Saved data entries
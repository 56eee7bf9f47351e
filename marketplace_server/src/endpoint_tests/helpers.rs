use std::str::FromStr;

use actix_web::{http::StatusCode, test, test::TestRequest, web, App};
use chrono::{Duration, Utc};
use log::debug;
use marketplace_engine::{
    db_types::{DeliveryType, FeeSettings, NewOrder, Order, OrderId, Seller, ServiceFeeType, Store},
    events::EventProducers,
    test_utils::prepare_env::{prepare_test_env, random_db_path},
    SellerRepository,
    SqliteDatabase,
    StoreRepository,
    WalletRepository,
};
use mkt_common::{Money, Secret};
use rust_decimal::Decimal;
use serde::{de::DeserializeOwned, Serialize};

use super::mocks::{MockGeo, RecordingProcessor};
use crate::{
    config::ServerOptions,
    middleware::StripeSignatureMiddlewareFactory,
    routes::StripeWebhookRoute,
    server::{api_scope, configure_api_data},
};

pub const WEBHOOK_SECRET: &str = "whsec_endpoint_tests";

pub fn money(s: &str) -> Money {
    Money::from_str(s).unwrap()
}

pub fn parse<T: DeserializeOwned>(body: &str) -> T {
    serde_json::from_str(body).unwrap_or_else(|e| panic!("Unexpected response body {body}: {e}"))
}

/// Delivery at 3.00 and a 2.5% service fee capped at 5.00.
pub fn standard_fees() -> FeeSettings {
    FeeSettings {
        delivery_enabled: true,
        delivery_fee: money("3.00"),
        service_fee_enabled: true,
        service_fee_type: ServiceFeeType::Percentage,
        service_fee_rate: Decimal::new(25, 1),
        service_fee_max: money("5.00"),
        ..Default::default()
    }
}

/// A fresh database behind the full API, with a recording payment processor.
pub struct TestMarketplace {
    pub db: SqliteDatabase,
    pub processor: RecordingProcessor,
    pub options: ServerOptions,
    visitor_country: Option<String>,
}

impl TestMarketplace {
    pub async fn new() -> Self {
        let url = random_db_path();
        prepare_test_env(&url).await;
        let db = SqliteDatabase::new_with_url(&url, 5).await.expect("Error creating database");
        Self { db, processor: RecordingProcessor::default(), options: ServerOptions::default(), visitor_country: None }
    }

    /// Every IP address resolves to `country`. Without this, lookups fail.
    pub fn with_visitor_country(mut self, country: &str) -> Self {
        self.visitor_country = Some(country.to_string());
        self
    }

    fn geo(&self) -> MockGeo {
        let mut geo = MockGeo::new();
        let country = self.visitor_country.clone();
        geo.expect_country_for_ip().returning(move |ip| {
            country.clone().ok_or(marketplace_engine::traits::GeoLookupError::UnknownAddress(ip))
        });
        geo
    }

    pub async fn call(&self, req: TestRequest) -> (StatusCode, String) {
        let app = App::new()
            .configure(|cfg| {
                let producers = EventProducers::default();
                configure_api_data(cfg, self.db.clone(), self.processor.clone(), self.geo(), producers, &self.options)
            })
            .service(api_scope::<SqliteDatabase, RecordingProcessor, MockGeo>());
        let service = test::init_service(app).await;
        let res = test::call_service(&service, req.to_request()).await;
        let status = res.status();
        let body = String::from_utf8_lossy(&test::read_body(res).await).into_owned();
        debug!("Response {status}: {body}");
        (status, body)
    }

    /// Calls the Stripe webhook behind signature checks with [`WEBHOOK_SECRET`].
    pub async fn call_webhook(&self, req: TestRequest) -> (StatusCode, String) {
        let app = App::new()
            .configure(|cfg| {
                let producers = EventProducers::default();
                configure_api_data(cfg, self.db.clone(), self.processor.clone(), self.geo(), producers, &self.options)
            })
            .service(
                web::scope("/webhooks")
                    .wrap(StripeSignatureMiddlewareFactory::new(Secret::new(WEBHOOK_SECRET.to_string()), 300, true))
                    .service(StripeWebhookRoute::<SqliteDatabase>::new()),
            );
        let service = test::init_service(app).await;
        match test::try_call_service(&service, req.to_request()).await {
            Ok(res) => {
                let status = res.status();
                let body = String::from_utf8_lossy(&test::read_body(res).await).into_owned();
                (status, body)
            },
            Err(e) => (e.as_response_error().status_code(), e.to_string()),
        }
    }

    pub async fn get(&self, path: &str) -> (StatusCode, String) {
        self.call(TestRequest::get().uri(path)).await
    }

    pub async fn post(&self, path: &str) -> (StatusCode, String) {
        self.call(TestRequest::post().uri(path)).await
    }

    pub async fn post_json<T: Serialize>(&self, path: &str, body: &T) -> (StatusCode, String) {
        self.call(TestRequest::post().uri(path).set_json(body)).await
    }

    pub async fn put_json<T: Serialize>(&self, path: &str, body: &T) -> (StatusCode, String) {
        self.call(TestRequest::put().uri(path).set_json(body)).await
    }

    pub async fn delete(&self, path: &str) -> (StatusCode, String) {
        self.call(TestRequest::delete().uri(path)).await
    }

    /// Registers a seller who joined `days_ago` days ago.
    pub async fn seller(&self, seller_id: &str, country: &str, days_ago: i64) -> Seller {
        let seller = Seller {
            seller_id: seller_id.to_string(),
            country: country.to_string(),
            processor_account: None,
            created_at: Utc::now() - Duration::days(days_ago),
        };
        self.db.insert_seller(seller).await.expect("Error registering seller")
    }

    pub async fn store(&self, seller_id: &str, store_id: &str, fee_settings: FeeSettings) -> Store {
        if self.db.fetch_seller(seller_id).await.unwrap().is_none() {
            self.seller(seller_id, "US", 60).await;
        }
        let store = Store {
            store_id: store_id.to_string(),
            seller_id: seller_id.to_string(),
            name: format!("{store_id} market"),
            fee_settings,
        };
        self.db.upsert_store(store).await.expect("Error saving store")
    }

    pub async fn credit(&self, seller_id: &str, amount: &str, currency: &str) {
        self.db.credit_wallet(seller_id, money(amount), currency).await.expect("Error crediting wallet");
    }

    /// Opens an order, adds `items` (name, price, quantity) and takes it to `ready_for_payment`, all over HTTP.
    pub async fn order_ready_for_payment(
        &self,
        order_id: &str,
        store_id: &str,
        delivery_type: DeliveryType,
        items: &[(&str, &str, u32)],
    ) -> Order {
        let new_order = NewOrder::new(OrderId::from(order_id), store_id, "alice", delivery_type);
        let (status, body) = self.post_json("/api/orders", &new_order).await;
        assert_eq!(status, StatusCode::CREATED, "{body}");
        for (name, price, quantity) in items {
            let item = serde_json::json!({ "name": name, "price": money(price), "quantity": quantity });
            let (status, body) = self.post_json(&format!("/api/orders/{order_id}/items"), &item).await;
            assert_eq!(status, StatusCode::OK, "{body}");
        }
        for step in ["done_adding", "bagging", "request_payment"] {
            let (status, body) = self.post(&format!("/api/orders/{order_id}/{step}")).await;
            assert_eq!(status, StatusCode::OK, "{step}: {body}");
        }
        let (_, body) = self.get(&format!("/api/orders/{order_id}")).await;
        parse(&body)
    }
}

EXERCISE INSTRUCTIONS :: What you need to do is repeat every record above exactly.

ANSWER TO THIS TASK ::
repository 56eee7bf9f47351e
filename marketplace_server/src/endpoint_tests/helpers.rs
use std::str::FromStr;

use actix_web::{http::StatusCode, test, test::TestRequest, web, App};
use chrono::{Duration, Utc};
use log::debug;
use marketplace_engine::{
    db_types::{DeliveryType, FeeSettings, NewOrder, Order, OrderId, Seller, ServiceFeeType, Store},
    events::EventProducers,
    test_utils::prepare_env::{prepare_test_env, random_db_path},
    SellerRepository,
    SqliteDatabase,
    StoreRepository,
    WalletRepository,
};
use mkt_common::{Money, Secret};
use rust_decimal::Decimal;
use serde::{de::DeserializeOwned, Serialize};

use super::mocks::{MockGeo, RecordingProcessor};
use crate::{
    config::ServerOptions,
    middleware::StripeSignatureMiddlewareFactory,
    routes::StripeWebhookRoute,
    server::{api_scope, configure_api_data},
};

pub const WEBHOOK_SECRET: &str = "whsec_endpoint_tests";

pub fn money(s: &str) -> Money {
    Money::from_str(s).unwrap()
}

pub fn parse<T: DeserializeOwned>(body: &str) -> T {
    serde_json::from_str(body).unwrap_or_else(|e| panic!("Unexpected response body {body}: {e}"))
}

/// Delivery at 3.00 and a 2.5% service fee capped at 5.00.
pub fn standard_fees() -> FeeSettings {
    FeeSettings {
        delivery_enabled: true,
        delivery_fee: money("3.00"),
        service_fee_enabled: true,
        service_fee_type: ServiceFeeType::Percentage,
        service_fee_rate: Decimal::new(25, 1),
        service_fee_max: money("5.00"),
        ..Default::default()
    }
}

/// A fresh database behind the full API, with a recording payment processor.
pub struct TestMarketplace {
    pub db: SqliteDatabase,
    pub processor: RecordingProcessor,
    pub options: ServerOptions,
    visitor_country: Option<String>,
}

impl TestMarketplace {
    pub async fn new() -> Self {
        let url = random_db_path();
        prepare_test_env(&url).await;
        let db = SqliteDatabase::new_with_url(&url, 5).await.expect("Error creating database");
        Self { db, processor: RecordingProcessor::default(), options: ServerOptions::default(), visitor_country: None }
    }

    /// Every IP address resolves to `country`. Without this, lookups fail.
    pub fn with_visitor_country(mut self, country: &str) -> Self {
        self.visitor_country = Some(country.to_string());
        self
    }

    fn geo(&self) -> MockGeo {
        let mut geo = MockGeo::new();
        let country = self.visitor_country.clone();
        geo.expect_country_for_ip().returning(move |ip| {
            country.clone().ok_or(marketplace_engine::traits::GeoLookupError::UnknownAddress(ip))
        });
        geo
    }

    pub async fn call(&self, req: TestRequest) -> (StatusCode, String) {
        let app = App::new()
            .configure(|cfg| {
                let producers = EventProducers::default();
                configure_api_data(cfg, self.db.clone(), self.processor.clone(), self.geo(), producers, &self.options)
            })
            .service(api_scope::<SqliteDatabase, RecordingProcessor, MockGeo>());
        let service = test::init_service(app).await;
        let res = test::call_service(&service, req.to_request()).await;
        let status = res.status();
        let body = String::from_utf8_lossy(&test::read_body(res).await).into_owned();
        debug!("Response {status}: {body}");
        (status, body)
    }

    /// Calls the Stripe webhook behind signature checks with [`WEBHOOK_SECRET`].
    pub async fn call_webhook(&self, req: TestRequest) -> (StatusCode, String) {
        let app = App::new()
            .configure(|cfg| {
                let producers = EventProducers::default();
                configure_api_data(cfg, self.db.clone(), self.processor.clone(), self.geo(), producers, &self.options)
            })
            .service(
                web::scope("/webhooks")
                    .wrap(StripeSignatureMiddlewareFactory::new(Secret::new(WEBHOOK_SECRET.to_string()), 300, true))
                    .service(StripeWebhookRoute::<SqliteDatabase>::new()),
            );
        let service = test::init_service(app).await;
        match test::try_call_service(&service, req.to_request()).await {
            Ok(res) => {
                let status = res.status();
                let body = String::from_utf8_lossy(&test::read_body(res).await).into_owned();
                (status, body)
            },
            Err(e) => (e.as_response_error().status_code(), e.to_string()),
        }
    }

    pub async fn get(&self, path: &str) -> (StatusCode, String) {
        self.call(TestRequest::get().uri(path)).await
    }

    pub async fn post(&self, path: &str) -> (StatusCode, String) {
        self.call(TestRequest::post().uri(path)).await
    }

    pub async fn post_json<T: Serialize>(&self, path: &str, body: &T) -> (StatusCode, String) {
        self.call(TestRequest::post().uri(path).set_json(body)).await
    }

    pub async fn put_json<T: Serialize>(&self, path: &str, body: &T) -> (StatusCode, String) {
        self.call(TestRequest::put().uri(path).set_json(body)).await
    }

    pub async fn delete(&self, path: &str) -> (StatusCode, String) {
        self.call(TestRequest::delete().uri(path)).await
    }

    /// Registers a seller who joined `days_ago` days ago.
    pub async fn seller(&self, seller_id: &str, country: &str, days_ago: i64) -> Seller {
        let seller = Seller {
            seller_id: seller_id.to_string(),
            country: country.to_string(),
            processor_account: None,
            created_at: Utc::now() - Duration::days(days_ago),
        };
        self.db.insert_seller(seller).await.expect("Error registering seller")
    }

    pub async fn store(&self, seller_id: &str, store_id: &str, fee_settings: FeeSettings) -> Store {
        if self.db.fetch_seller(seller_id).await.unwrap().is_none() {
            self.seller(seller_id, "US", 60).await;
        }
        let store = Store {
            store_id: store_id.to_string(),
            seller_id: seller_id.to_string(),
            name: format!("{store_id} market"),
            fee_settings,
        };
        self.db.upsert_store(store).await.expect("Error saving store")
    }

    pub async fn credit(&self, seller_id: &str, amount: &str, currency: &str) {
        self.db.credit_wallet(seller_id, money(amount), currency).await.expect("Error crediting wallet");
    }

    /// Opens an order, adds `items` (name, price, quantity) and takes it to `ready_for_payment`, all over HTTP.
    pub async fn order_ready_for_payment(
        &self,
        order_id: &str,
        store_id: &str,
        delivery_type: DeliveryType,
        items: &[(&str, &str, u32)],
    ) -> Order {
        let new_order = NewOrder::new(OrderId::from(order_id), store_id, "alice", delivery_type);
        let (status, body) = self.post_json("/api/orders", &new_order).await;
        assert_eq!(status, StatusCode::CREATED, "{body}");
        for (name, price, quantity) in items {
            let item = serde_json::json!({ "name": name, "price": money(price), "quantity": quantity });
            let (status, body) = self.post_json(&format!("/api/orders/{order_id}/items"), &item).await;
            assert_eq!(status, StatusCode::OK, "{body}");
        }
        for step in ["done_adding", "bagging", "request_payment"] {
            let (status, body) = self.post(&format!("/api/orders/{order_id}/{step}")).await;
            assert_eq!(status, StatusCode::OK, "{step}: {body}");
        }
        let (_, body) = self.get(&format!("/api/orders/{order_id}")).await;
        parse(&body)
    }
}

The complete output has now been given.